Records from a data collection:
╔══
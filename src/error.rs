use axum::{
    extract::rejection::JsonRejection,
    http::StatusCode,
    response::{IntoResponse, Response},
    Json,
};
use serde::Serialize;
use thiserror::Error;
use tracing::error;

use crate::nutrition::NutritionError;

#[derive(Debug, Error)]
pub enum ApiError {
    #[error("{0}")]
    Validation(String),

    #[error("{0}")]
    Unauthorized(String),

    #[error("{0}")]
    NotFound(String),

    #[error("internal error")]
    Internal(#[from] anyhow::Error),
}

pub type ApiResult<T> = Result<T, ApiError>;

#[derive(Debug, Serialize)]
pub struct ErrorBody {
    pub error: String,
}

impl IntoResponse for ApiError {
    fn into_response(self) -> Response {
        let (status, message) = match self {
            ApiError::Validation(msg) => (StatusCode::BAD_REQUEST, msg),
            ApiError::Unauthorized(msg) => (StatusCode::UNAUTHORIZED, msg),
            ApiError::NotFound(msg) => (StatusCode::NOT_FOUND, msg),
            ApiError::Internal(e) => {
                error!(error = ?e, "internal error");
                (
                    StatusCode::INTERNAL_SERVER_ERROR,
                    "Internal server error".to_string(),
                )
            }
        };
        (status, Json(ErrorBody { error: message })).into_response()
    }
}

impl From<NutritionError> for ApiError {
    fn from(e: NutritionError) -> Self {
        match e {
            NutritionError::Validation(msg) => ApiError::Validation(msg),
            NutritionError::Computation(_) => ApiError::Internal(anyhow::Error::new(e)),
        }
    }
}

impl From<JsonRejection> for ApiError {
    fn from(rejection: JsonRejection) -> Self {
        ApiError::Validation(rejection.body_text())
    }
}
╚══
╔══
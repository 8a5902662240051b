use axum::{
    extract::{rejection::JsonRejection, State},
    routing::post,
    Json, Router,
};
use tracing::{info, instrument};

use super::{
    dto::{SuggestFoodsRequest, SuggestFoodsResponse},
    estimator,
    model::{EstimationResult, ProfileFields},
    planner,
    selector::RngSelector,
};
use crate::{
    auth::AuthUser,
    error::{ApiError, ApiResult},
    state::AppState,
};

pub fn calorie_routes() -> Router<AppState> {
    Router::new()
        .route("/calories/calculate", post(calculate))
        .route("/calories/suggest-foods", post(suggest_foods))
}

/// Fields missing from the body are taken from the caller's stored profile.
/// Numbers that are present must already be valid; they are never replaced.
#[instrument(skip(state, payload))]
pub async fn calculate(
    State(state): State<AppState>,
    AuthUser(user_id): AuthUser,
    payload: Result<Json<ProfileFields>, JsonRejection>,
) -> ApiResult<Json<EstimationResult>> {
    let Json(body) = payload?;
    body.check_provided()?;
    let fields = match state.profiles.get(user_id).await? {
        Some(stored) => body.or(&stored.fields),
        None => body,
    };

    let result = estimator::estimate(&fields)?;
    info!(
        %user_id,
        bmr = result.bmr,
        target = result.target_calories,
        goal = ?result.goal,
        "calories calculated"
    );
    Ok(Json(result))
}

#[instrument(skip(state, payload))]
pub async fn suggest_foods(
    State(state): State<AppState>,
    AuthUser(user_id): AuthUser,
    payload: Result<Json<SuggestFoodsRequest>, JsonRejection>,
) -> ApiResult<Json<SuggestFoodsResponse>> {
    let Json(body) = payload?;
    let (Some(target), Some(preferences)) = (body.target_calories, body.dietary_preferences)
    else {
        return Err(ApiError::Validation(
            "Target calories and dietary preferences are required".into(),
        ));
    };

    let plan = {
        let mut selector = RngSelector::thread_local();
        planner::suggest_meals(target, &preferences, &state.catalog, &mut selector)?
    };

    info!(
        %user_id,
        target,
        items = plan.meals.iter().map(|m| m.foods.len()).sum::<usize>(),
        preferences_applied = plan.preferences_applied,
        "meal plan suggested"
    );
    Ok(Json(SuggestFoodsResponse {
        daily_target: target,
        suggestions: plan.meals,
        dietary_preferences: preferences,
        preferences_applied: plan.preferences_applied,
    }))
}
╚══
Provide the number of lines in these entries that hold the word "JsonRejection", without any accompanying text.

▸ **Solution to this exercise**: 6